MIRABEAU VEUT SON MINISTERE : OCTOBRE 1789

 

 

 

 

 

    Décidément, l’attitude de Mirabeau est si déconcertante qu’il est bien difficile de le suivre. Il est quasi-certain qu’il n’a pris aucune part dans la manifestation des 5 et 6 Octobre. Quel intérêt aurait-il eu à créer une situation de désordre alors qu’il jouit d’un pouvoir dans le pays qui, d’une semaine à l’autre, peut le porter à de grandes responsabilités ? Pourquoi donc aurait-il manigancé avec le duc d’Orléans, en admettant que celui-ci soit dans le coup, une opération aussi risquée ?

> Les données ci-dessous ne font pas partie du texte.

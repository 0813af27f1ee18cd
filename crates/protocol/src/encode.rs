//! Record encoders — one pure mapping per record kind, from domain value
//! to node description to tagged text.
//!
//! Conversation turns render as `msg` nodes, reasoning as `reflection`,
//! action traffic as `action_call`/`action_result`, and capabilities as
//! `action`/`output` nodes carrying their description and schema. The
//! `match` on [`Record`] is total: a record kind without an encoder cannot
//! be constructed.

use reverie_core::capability::{CapabilityDescriptor, CapabilityKind};
use reverie_core::context::ContextSnapshot;
use reverie_core::record::{
    ActionCallRecord, ActionResultRecord, InputRecord, OutputRecord, Record, ThoughtRecord,
};
use reverie_core::schema::schema_descriptor;

use crate::xml::{format_node, Node};

/// Build the node for any record.
pub fn record_node(record: &Record) -> Node {
    match record {
        Record::Input(r) => input_node(r),
        Record::Output(r) => output_node(r),
        Record::Thought(r) => thought_node(r),
        Record::ActionCall(r) => action_call_node(r),
        Record::ActionResult(r) => action_result_node(r),
        Record::Capability(r) => capability_node(r),
    }
}

/// Encode any record to tagged text.
pub fn encode_record(record: &Record) -> String {
    format_node(&record_node(record))
}

fn msg_node(params: &[(String, String)], role: &str, wire: String) -> Node {
    let mut node = Node::text("msg", wire);
    for (key, value) in params {
        node = node.attr(key.clone(), value.clone());
    }
    node.attr("role", role)
}

fn input_node(record: &InputRecord) -> Node {
    msg_node(&record.params, "user", record.payload.to_wire())
}

fn output_node(record: &OutputRecord) -> Node {
    msg_node(&record.params, "assistant", record.payload.to_wire())
}

fn thought_node(record: &ThoughtRecord) -> Node {
    Node::text("reflection", record.content.clone()).attr("role", "assistant")
}

fn action_call_node(record: &ActionCallRecord) -> Node {
    Node::text("action_call", record.arguments.to_string())
        .attr("id", record.id.clone())
        .attr("name", record.name.clone())
}

fn action_result_node(record: &ActionResultRecord) -> Node {
    Node::text("action_result", record.result.to_string())
        .attr("name", record.name.clone())
        .attr("callId", record.call_id.clone())
}

fn capability_node(cap: &CapabilityDescriptor) -> Node {
    // An output capability's description renders under `instructions`.
    let description_tag = match cap.kind {
        CapabilityKind::Action => "description",
        CapabilityKind::Output => "instructions",
    };
    Node::parent(
        cap.kind.tag(),
        vec![
            cap.description
                .as_ref()
                .map(|d| Node::text(description_tag, d.clone())),
            cap.schema
                .as_ref()
                .map(|s| Node::text("schema", schema_descriptor(s))),
        ],
    )
    .attr("name", cap.name.clone())
}

/// Encode an input event.
pub fn encode_input(record: &InputRecord) -> String {
    format_node(&input_node(record))
}

/// Encode an output event.
pub fn encode_output(record: &OutputRecord) -> String {
    format_node(&output_node(record))
}

/// Encode a reasoning note.
pub fn encode_thought(record: &ThoughtRecord) -> String {
    format_node(&thought_node(record))
}

/// Encode an action invocation.
pub fn encode_action_call(record: &ActionCallRecord) -> String {
    format_node(&action_call_node(record))
}

/// Encode an action result.
pub fn encode_action_result(record: &ActionResultRecord) -> String {
    format_node(&action_result_node(record))
}

/// Encode a capability descriptor.
pub fn encode_capability(cap: &CapabilityDescriptor) -> String {
    format_node(&capability_node(cap))
}

/// Render a read-only context snapshot as a nested node.
pub fn encode_context(snapshot: &ContextSnapshot<'_>) -> String {
    let mut children: Vec<Option<Node>> = vec![
        snapshot
            .description
            .map(|d| Node::text("description", d)),
        snapshot
            .instructions
            .map(|i| Node::text("instructions", i)),
    ];
    children.extend(snapshot.entries.iter().map(|r| Some(record_node(r))));

    let node = Node::parent("context", children)
        .attr("type", snapshot.kind)
        .attr("key", snapshot.key);
    format_node(&node)
}

#[cfg(test)]
mod tests {
    use super::*;
    use reverie_core::record::Payload;
    use schemars::JsonSchema;

    #[test]
    fn input_renders_as_user_msg_with_params() {
        let record = InputRecord::new(
            "discord:message",
            vec![("user".into(), "alice".into())],
            "hello agent",
        );
        assert_eq!(
            encode_input(&record),
            r#"<msg user="alice" role="user">hello agent</msg>"#
        );
    }

    #[test]
    fn output_renders_as_assistant_msg() {
        let record = OutputRecord::new("discord:message", vec![], "hello human");
        assert_eq!(
            encode_output(&record),
            r#"<msg role="assistant">hello human</msg>"#
        );
    }

    #[test]
    fn data_payload_renders_as_compact_json() {
        let record = InputRecord::new(
            "sensor:reading",
            vec![],
            Payload::data(serde_json::json!({"temp": 21})).unwrap(),
        );
        assert_eq!(
            encode_input(&record),
            r#"<msg role="user">{"temp":21}</msg>"#
        );
    }

    #[test]
    fn thought_renders_as_reflection() {
        let record = ThoughtRecord::new("the user wants metric units");
        assert_eq!(
            encode_thought(&record),
            r#"<reflection role="assistant">the user wants metric units</reflection>"#
        );
    }

    #[test]
    fn action_call_carries_id_and_name() {
        let record = ActionCallRecord::with_id(
            "call-7",
            "search",
            serde_json::json!({"query": "rust"}),
        );
        assert_eq!(
            encode_action_call(&record),
            r#"<action_call id="call-7" name="search">{"query":"rust"}</action_call>"#
        );
    }

    #[test]
    fn action_result_echoes_call_id() {
        let record = ActionResultRecord::new("search", "call-7", serde_json::json!({"hits": 2}));
        assert_eq!(
            encode_action_result(&record),
            r#"<action_result name="search" callId="call-7">{"hits":2}</action_result>"#
        );
    }

    #[derive(JsonSchema)]
    #[allow(dead_code)]
    struct SearchArgs {
        query: String,
    }

    #[test]
    fn action_capability_renders_description_and_schema() {
        let cap = CapabilityDescriptor::action::<SearchArgs>("search")
            .with_description("runs a search");
        let text = encode_capability(&cap);
        assert!(text.starts_with(r#"<action name="search">"#));
        assert!(text.contains("<description>runs a search</description>"));
        assert!(text.contains("<schema>"));
        assert!(text.contains(r#""required":["query"]"#));
        assert!(text.ends_with("</action>"));
    }

    #[test]
    fn output_capability_uses_instructions_child() {
        let cap = CapabilityDescriptor::output::<SearchArgs>("report")
            .with_description("emit the final report");
        let text = encode_capability(&cap);
        assert!(text.contains("<instructions>emit the final report</instructions>"));
        assert!(!text.contains("<description>"));
    }

    #[test]
    fn capability_without_description_omits_child() {
        let cap = CapabilityDescriptor::bare_action("ping");
        assert_eq!(encode_capability(&cap), r#"<action name="ping"></action>"#);
    }

    #[test]
    fn record_dispatch_is_exhaustive() {
        let records = vec![
            Record::Input(InputRecord::new("chat", vec![], "in")),
            Record::Output(OutputRecord::new("chat", vec![], "out")),
            Record::Thought(ThoughtRecord::new("hm")),
            Record::ActionCall(ActionCallRecord::new("a", serde_json::json!({}))),
            Record::ActionResult(ActionResultRecord::new("a", "id", serde_json::json!(null))),
            Record::Capability(CapabilityDescriptor::bare_action("a")),
        ];
        for record in &records {
            assert!(!encode_record(record).is_empty());
        }
    }

    #[test]
    fn context_snapshot_nests_entries() {
        let entries = vec![
            Record::Input(InputRecord::new(
                "chat",
                vec![("user".into(), "bob".into())],
                "hi",
            )),
            Record::Thought(ThoughtRecord::new("greeting")),
        ];
        let snap = ContextSnapshot::new("discord:channel", "c-9", &entries)
            .with_description("a chat channel")
            .with_instructions("reply briefly");
        let text = encode_context(&snap);
        assert!(text.starts_with(r#"<context type="discord:channel" key="c-9">"#));
        assert!(text.contains("<description>a chat channel</description>"));
        assert!(text.contains("<instructions>reply briefly</instructions>"));
        assert!(text.contains(r#"<msg user="bob" role="user">hi</msg>"#));
        assert!(text.contains("<reflection"));
        assert!(text.ends_with("</context>"));
    }
}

    Non. Mirabeau attend son heure. Il a la certitude que le pouvoir ne peut lui venir que du roi. Il croit à la monarchie et, au matin du 7 Octobre, il est convaincu qu’elle est véritablement menacée. Il se rend donc chez son ami La Marck et propose au comte d’élaborer un plan d’évasion pour la famille royale. La Marck n’hésite pas une seconde : « occupez-vous de bâtir votre plan », répond-t-il à Mirabeau,  « je saurai bien le faire parvenir au roi... »

 

    Mirabeau se met donc aussitôt au travail. La rédaction de son plan ne lui demande que quelques jours; le 15 Octobre il remet au comte de La Marck un document dans lequel il expose ses idées avec force détails. Des idées qu’il reprendra dans les mois qui vont suivre, sous d’autres formes, mais qui ne varieront guère au cours du temps :

 

    1° Le roi a été contraint de résider à Paris : une partie de la nation va donc refuser d’obéir à un souverain qui n’est plus libre.

    2° Le roi est inséparable de la Révolution. Il ne peut s’appuyer que sur le peuple et, pour cela, il doit lui garantir ses conquêtes sociales.

    3° Le roi doit agir avec énergie; gagner la Normandie, région fidèle à la couronne, plutôt que l’Est qui est trop proche de l’étranger et de certains émigrés. De là il fera une déclaration solennelle pour rappeler que seul compte pour lui l’amélioration du sort du peuple.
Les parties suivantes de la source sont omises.